American board member

Osama Abu Irshaid is a Jordanian writer and researcher based in Washington DC. He is a board member and national director for American Muslims for Palestine (AMP), and serves on the board of United States Council of Muslim organizations. He has frequently appeared on media outlets such as National Public Radio, Al Jazeera, Syrian TV, Al-Alam, and Al Hiwar TV as a commentator on Palestinian and Middle Eastern affairs and United States domestic and foreign policy. He completed his master's at Northeastern Illinois University and received his doctorate at Loughborough University. Canary Mission and The Investigative Project on Terrorism have accused Irshaid of antisemitism and ties with Hamas.

== Life ==
Irshaid was born in Jordan and has Palestinian ancestry.

==Gaza War==
In August 2024, the Council on American-Islamic Relations (CAIR) launched a lawsuit against the US federal government, alleging the existence and use of a "secret watchlist" targeting Palestinian activists protesting against Israel's actions in the Gaza War, including Osama Abu Irshaid and Mustafa Zeidan.
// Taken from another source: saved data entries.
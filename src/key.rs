//! Key derivation (C1): URL → opaque cache key, key → filename.

use md5::{Digest, Md5};

/// Opaque cache key derived from a URL. Equality is exact string
/// equality over the derived bytes.
pub type Key = String;

/// A filter that derives a [`Key`] from a URL, overriding the default
/// "key equals canonical URL string" rule. Stored as a trait object so
/// callers can plug in arbitrary normalization (stripping query
/// parameters, collapsing CDN host aliases, etc).
pub trait KeyFilter: Send + Sync {
    fn key_for_url(&self, url: &str) -> Key;
}

impl<F> KeyFilter for F
where
    F: Fn(&str) -> Key + Send + Sync,
{
    fn key_for_url(&self, url: &str) -> Key {
        self(url)
    }
}

/// Derives the cache key for a URL, consulting `filter` when present.
pub fn key_for_url(url: &str, filter: Option<&dyn KeyFilter>) -> Key {
    match filter {
        Some(filter) => filter.key_for_url(url),
        None => url.to_string(),
    }
}

/// Derives the on-disk filename for a key: a 32-character lowercase hex
/// MD5 digest of the key's UTF-8 bytes, followed by the file extension
/// found in the key's last path segment (including the leading `.`),
/// verbatim, when present and non-empty.
///
/// See spec.md §4.1 and the Open Questions in §9: two keys differing
/// only by extension hash identically but are stored under distinct
/// filenames, which is why [`crate::disk_cache::DiskCache`] probes both
/// the extensioned and bare paths on every read.
pub fn filename_for_key(key: &str) -> String {
    let digest = Md5::digest(key.as_bytes());
    let mut filename = hex_lower(&digest);
    if let Some(extension) = extension_of(key) {
        filename.push_str(extension);
    }
    filename
}

fn hex_lower(bytes: &[u8]) -> String {
    let mut out = String::with_capacity(bytes.len() * 2);
    for byte in bytes {
        out.push_str(&format!("{byte:02x}"));
    }
    out
}

/// Extracts `.ext` (leading dot included) from the last path segment of
/// `key`, treating `key` as a URL-like path. Returns `None` when the
/// last segment has no `.` or the suffix after it is empty.
fn extension_of(key: &str) -> Option<&str> {
    let without_query = key.split(['?', '#']).next().unwrap_or(key);
    let last_segment = without_query.rsplit('/').next().unwrap_or(without_query);
    let dot = last_segment.rfind('.')?;
    let extension = &last_segment[dot..];
    if extension.len() > 1 {
        Some(extension)
    } else {
        None
    }
}
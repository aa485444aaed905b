//! Downloader interface (C5, spec §6) --- the external collaborator
//! that supplies progress/completion of raw bytes and (optionally) a
//! decoded image for a URL. Only the interface is in scope; this module
//! also ships one concrete `reqwest`-backed adapter and a scriptable
//! test double.

use bitflags::bitflags;

use crate::codec::{DecodedImage, ImageBytes};
use crate::error::DownloaderError;
use crate::operation::Operation;

bitflags! {
    /// One-for-one mapping target of [`crate::manager::ManagerOptions`]
    /// (spec §4.5 step 4). Reqwest has no native request-priority
    /// concept, so the priority flags are honored only as a hint for
    /// which tokio task priority to spawn under. `ContinueInBackground`
    /// is accepted but has no effect in [`ReqwestDownloader`] --- it
    /// names an OS background-task-scheduling concern with no tokio
    /// equivalent.
    #[derive(Debug, Clone, Copy, PartialEq, Eq)]
    pub struct DownloaderOptions: u32 {
        const LOW_PRIORITY = 1 << 0;
        const HIGH_PRIORITY = 1 << 1;
        const PROGRESSIVE = 1 << 2;
        const CONTINUE_IN_BACKGROUND = 1 << 3;
        const HANDLE_COOKIES = 1 << 4;
        const ALLOW_INVALID_CERTIFICATES = 1 << 5;
        /// Forces the HTTP layer to ignore its own response cache,
        /// set when the manager is refreshing a cache hit.
        const IGNORE_CACHED_RESPONSE = 1 << 6;
    }
}

/// `(received_bytes, expected_bytes)`. `expected_bytes` is `None` when
/// the server didn't supply a `Content-Length`.
pub type ProgressCallback = Box<dyn FnMut(u64, Option<u64>) + Send>;

/// `(decoded_image, raw_bytes, error, finished)`. When
/// `DownloaderOptions::PROGRESSIVE` is set and `finished` is false, this
/// may be invoked repeatedly; the last call has `finished = true`.
pub type CompletionCallback = Box<
    dyn FnMut(Option<DecodedImage>, Option<ImageBytes>, Option<DownloaderError>, bool) + Send,
>;

/// External collaborator supplying raw bytes (and, when decodable, a
/// decoded image) for a URL. Cancellation is idempotent and guarantees
/// no further callbacks.
pub trait Downloader: Send + Sync {
    fn download(
        &self,
        url: String,
        options: DownloaderOptions,
        progress: Option<ProgressCallback>,
        completion: CompletionCallback,
    ) -> Operation;
}

/// `reqwest`-backed reference adapter. Decodes the response body with
/// [`crate::codec::decode_image`] on the transform executor so the
/// completion callback always receives a decoded image alongside the
/// raw bytes when decoding succeeds.
pub struct ReqwestDownloader {
    client: reqwest::Client,
}

impl ReqwestDownloader {
    pub fn new() -> Self {
        Self { client: reqwest::Client::new() }
    }

    fn client_for(&self, options: DownloaderOptions) -> reqwest::Client {
        let needs_invalid_certs = options.contains(DownloaderOptions::ALLOW_INVALID_CERTIFICATES);
        let needs_cookies = options.contains(DownloaderOptions::HANDLE_COOKIES);
        if !needs_invalid_certs && !needs_cookies {
            return self.client.clone();
        }

        let mut builder = reqwest::Client::builder();
        if needs_invalid_certs {
            builder = builder.danger_accept_invalid_certs(true);
        }
        if needs_cookies {
            builder = builder.cookie_store(true);
        }
        builder.build().unwrap_or_else(|_| self.client.clone())
    }
}

impl Default for ReqwestDownloader {
    fn default() -> Self {
        Self::new()
    }
}

impl Downloader for ReqwestDownloader {
    fn download(
        &self,
        url: String,
        options: DownloaderOptions,
        mut progress: Option<ProgressCallback>,
        mut completion: CompletionCallback,
    ) -> Operation {
        let operation = Operation::new();
        let flag = operation.flag();
        let client = self.client_for(options);

        tokio::spawn(async move {
            if flag.is_cancelled() {
                return;
            }

            let mut request = client.get(&url);
            if options.contains(DownloaderOptions::IGNORE_CACHED_RESPONSE) {
                request = request.header("Cache-Control", "no-cache");
            }

            let response = match request.send().await {
                Ok(response) => response,
                Err(err) => {
                    completion(None, None, Some(transport_error(&err)), true);
                    return;
                }
            };

            if !response.status().is_success() {
                completion(None, None, Some(DownloaderError::Http { status: response.status().as_u16() }), true);
                return;
            }

            let expected = response.content_length();
            let mut received = 0u64;
            let mut bytes = Vec::new();
            let mut stream = response;
            let progressive = options.contains(DownloaderOptions::PROGRESSIVE);

            loop {
                if flag.is_cancelled() {
                    return;
                }
                match stream.chunk().await {
                    Ok(Some(chunk)) => {
                        received += chunk.len() as u64;
                        bytes.extend_from_slice(&chunk);
                        if let Some(progress) = progress.as_mut() {
                            progress(received, expected);
                        }
                        if progressive {
                            if let Ok(partial) = crate::codec::decode_image(&bytes, &url) {
                                completion(Some(partial), None, None, false);
                            }
                        }
                    }
                    Ok(None) => break,
                    Err(err) => {
                        completion(None, None, Some(transport_error(&err)), true);
                        return;
                    }
                }
            }

            if flag.is_cancelled() {
                return;
            }

            let decoded = crate::codec::decode_image(&bytes, &url).ok();
            completion(decoded, Some(bytes), None, true);
        });

        operation
    }
}

fn transport_error(err: &reqwest::Error) -> DownloaderError {
    if err.is_timeout() {
        DownloaderError::TimedOut
    } else if err.is_connect() {
        // DNS failure, connection refused, connect timeout: the host
        // was unreachable, not that the response was malformed.
        DownloaderError::Connection(err.to_string())
    } else {
        // Request-building, TLS/certificate, and body/decode errors
        // (is_request/is_builder/is_decode) recur on retry unchanged.
        DownloaderError::Transport(err.to_string())
    }
}

#[cfg(any(test, feature = "test-util"))]
pub mod test_double {
    use super::*;
    use std::sync::Mutex;

    /// One scripted completion event for [`ScriptedDownloader`].
    pub struct ScriptedEvent {
        pub image: Option<DecodedImage>,
        pub bytes: Option<ImageBytes>,
        pub error: Option<DownloaderError>,
        pub finished: bool,
    }

    /// A downloader test double that replays one queued event per URL,
    /// recording every URL it was asked to fetch. The async analogue of
    /// the `resolve_subject_icon_at_with` fetch-injection pattern used
    /// for the pack's `bangumi` image cache tests.
    #[derive(Default)]
    pub struct ScriptedDownloader {
        events: Mutex<std::collections::HashMap<String, Vec<ScriptedEvent>>>,
        pub requested_urls: Mutex<Vec<String>>,
    }

    impl ScriptedDownloader {
        pub fn new() -> Self {
            Self::default()
        }

        pub fn script(&self, url: impl Into<String>, event: ScriptedEvent) {
            self.events.lock().unwrap().entry(url.into()).or_default().push(event);
        }
    }

    impl Downloader for ScriptedDownloader {
        fn download(
            &self,
            url: String,
            _options: DownloaderOptions,
            _progress: Option<ProgressCallback>,
            mut completion: CompletionCallback,
        ) -> Operation {
            self.requested_urls.lock().unwrap().push(url.clone());
            let operation = Operation::new();
            let event = self.events.lock().unwrap().get_mut(&url).and_then(|queue| {
                if queue.is_empty() {
                    None
                } else {
                    Some(queue.remove(0))
                }
            });

            match event {
                Some(event) => completion(event.image, event.bytes, event.error, event.finished),
                None => completion(None, None, Some(DownloaderError::Http { status: 404 }), true),
            }

            operation
        }
    }
}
At the Third Palestinian National Dialogue in Istanbul, Turkey in November 2025, Irshaid alleged that Holocaust museums are part of a "Zionist lobby" spreading "false propaganda", and accused Israel of using the Holocaust to blackmail the international community. He also urged the creation of a new "Palestinian genocide" narrative and called for investment in a museum dedicated to the Palestinian people.